なかなかにえげつないやり方、頭が随分と回る奴らみたいだ。
「そいつは…いや、複数人だろうからそいつらは未だに大金を持ってどっかに潜伏してるだろうな」
「場所は?」
「そりゃお前、ここら辺で身を隠すのにはうってつけの場所があるだろうがよ」
私はケラケラと笑いながら、訪ねてきたスーナにそう告げる。
その言葉を聞いたスーナも理解したのかハッとした表情を浮かべていた。そう、こんな事をして金を奪った奴等が向かう先はただ一つ。

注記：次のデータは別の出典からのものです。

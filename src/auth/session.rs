/// Session Issuer
///
/// Turns a login payload into a token pair. Every credential failure (unknown
/// email, wrong password, unusable stored hash) collapses into the same
/// `InvalidCredentials` outcome.

use std::sync::Arc;

use serde::Deserialize;

use crate::auth::jwt::TokenCodec;
use crate::auth::password::{verify_password, DecoyHash};
use crate::auth::TokenPair;
use crate::error::{AppError, AuthError};
use crate::store::{CredentialStore, User};

/// Login payload; transient and never persisted
#[derive(Deserialize)]
pub struct Credentials {
    pub email: String,
    pub password: String,
}

impl Credentials {
    pub fn from_json(payload: &[u8]) -> Result<Self, AuthError> {
        serde_json::from_slice(payload).map_err(|_| AuthError::UndecodablePayload)
    }
}

impl std::fmt::Debug for Credentials {
    fn fmt(&self, f: &mut std::fmt::Formatter<'_>) -> std::fmt::Result {
        f.debug_struct("Credentials")
            .field("email", &self.email)
            .field("password", &"[redacted]")
            .finish()
    }
}

/// Issued session: the authenticated user and their new tokens
#[derive(Debug)]
pub struct Session {
    pub user: User,
    pub tokens: TokenPair,
}

#[derive(Clone)]
pub struct SessionIssuer {
    store: Arc<dyn CredentialStore>,
    codec: Arc<TokenCodec>,
    decoy: Arc<DecoyHash>,
}

impl SessionIssuer {
    /// `password_hash_cost` must be the bcrypt cost of the stored hashes.
    pub fn new(
        store: Arc<dyn CredentialStore>,
        codec: Arc<TokenCodec>,
        password_hash_cost: u32,
    ) -> Self {
        Self {
            store,
            codec,
            decoy: Arc::new(DecoyHash::new(password_hash_cost)),
        }
    }

    /// Decode a JSON login payload and authenticate it.
    pub async fn authenticate_payload(&self, payload: &[u8]) -> Result<Session, AppError> {
        let credentials = Credentials::from_json(payload)?;
        self.authenticate(credentials).await
    }

    pub async fn authenticate(&self, credentials: Credentials) -> Result<Session, AppError> {
        let Credentials { email, password } = credentials;

        if email.trim().is_empty() || password.is_empty() {
            return Err(AuthError::InvalidCredentials.into());
        }

        let user = self.store.user_by_email(&email).await?;

        let user = match user {
            Some(user) => user,
            None => {
                let decoy = self.decoy.clone();
                run_blocking(move || decoy.verify(&password)).await?;
                tracing::debug!("Login attempt for unknown email");
                return Err(AuthError::InvalidCredentials.into());
            }
        };

        let stored_hash = user.password_hash.clone();
        let matches = run_blocking(move || verify_password(&password, &stored_hash)).await?;
        match matches {
            Ok(true) => {}
            Ok(false) => {
                tracing::info!(user_id = user.id, "Password mismatch");
                return Err(AuthError::InvalidCredentials.into());
            }
            Err(e) => {
                tracing::warn!(user_id = user.id, error = %e, "Stored password hash unusable");
                return Err(AuthError::InvalidCredentials.into());
            }
        }

        let tokens = self.codec.issue_pair(&user)?;

        tracing::info!(user_id = user.id, "User authenticated");

        Ok(Session { user, tokens })
    }
}

/// bcrypt is CPU-bound; keep it off the async workers.
async fn run_blocking<F, T>(f: F) -> Result<T, AppError>
where
    F: FnOnce() -> T + Send + 'static,
    T: Send + 'static,
{
    tokio::task::spawn_blocking(f)
        .await
        .map_err(|e| AppError::Internal(format!("Password check task failed: {}", e)))
}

私と馴染み深い、あのクソみたいな素敵な楽園しかないだろう。
ひとまず、村を一通り見て考えをまとめ終えた私はその場から立ち上がる。
「とりあえず、何にしてもこの依頼を終わらせてからだ」
「…気分が悪いな」
「まあ、そうじゃの。賊どもの都合や欲で巻き込まれたおなご達が可哀想じゃ」
半次郎の放った言葉にこの時ばかりは私も同感だった。
とはいえ、その未だに行方不明になった女達の安否もどうなのかはわからない、全て殺されてるようならその分、私達が貰う報酬も当然ながら減る。

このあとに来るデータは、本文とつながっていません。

use async_trait::async_trait;

use super::{CredentialStore, User};
use crate::error::AppError;

/// Fixed set of users, built once and never mutated.
#[derive(Debug, Clone, Default)]
pub struct InMemoryCredentialStore {
    users: Vec<User>,
}

impl InMemoryCredentialStore {
    pub fn new(users: Vec<User>) -> Self {
        Self { users }
    }

    pub fn with_user(mut self, user: User) -> Self {
        self.users.push(user);
        self
    }
}

#[async_trait]
impl CredentialStore for InMemoryCredentialStore {
    async fn user_by_email(&self, email: &str) -> Result<Option<User>, AppError> {
        Ok(self.users.iter().find(|u| u.email == email).cloned())
    }

    async fn user_by_id(&self, id: i64) -> Result<Option<User>, AppError> {
        Ok(self.users.iter().find(|u| u.id == id).cloned())
    }
}

#[cfg(test)]
mod tests {
    use super::*;
    use chrono::Utc;

    fn user(id: i64, email: &str) -> User {
        User {
            id,
            first_name: "Test".to_string(),
            last_name: "User".to_string(),
            email: email.to_string(),
            password_hash: String::new(),
            is_admin: false,
            created_at: Utc::now(),
            updated_at: Utc::now(),
        }
    }

    #[tokio::test]
    async fn test_lookup_by_email_and_id() {
        let store = InMemoryCredentialStore::default()
            .with_user(user(1, "admin@example.com"))
            .with_user(user(2, "other@example.com"));

        let found = store.user_by_email("other@example.com").await.unwrap();
        assert_eq!(found.map(|u| u.id), Some(2));

        let found = store.user_by_id(1).await.unwrap();
        assert_eq!(found.map(|u| u.email), Some("admin@example.com".to_string()));

        assert!(store.user_by_email("missing@example.com").await.unwrap().is_none());
        assert!(store.user_by_id(99).await.unwrap().is_none());
    }

    #[test]
    fn test_display_name() {
        assert_eq!(user(1, "a@b.c").display_name(), "Test User");
    }
}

一旦、調査は切り上げて廃墟の教会へ向かうのが得策だろう、思わぬ収穫があった事だしな。
私はスーナと半次郎を連れて村の外まで出ると、外に待たせていたシャンドレに跨る。
「おそらく、ゴブリンやオークの足跡はこれだろうな」
「…うむ、確かに南東の方角に向かっているようだ」
「そんじゃ、ささっと殺るかの」
焼け落ちた村を後にし、シャンドレを走らせる私に半次郎とスーナも馬を加速させ、その後に続く。
長々と村の調査をしているうちに日も暮れつつある。
出来るだけ、早めに廃墟の教会につければ良いのだが、もしかすると時間的に今日は間に合わないかもしれないな。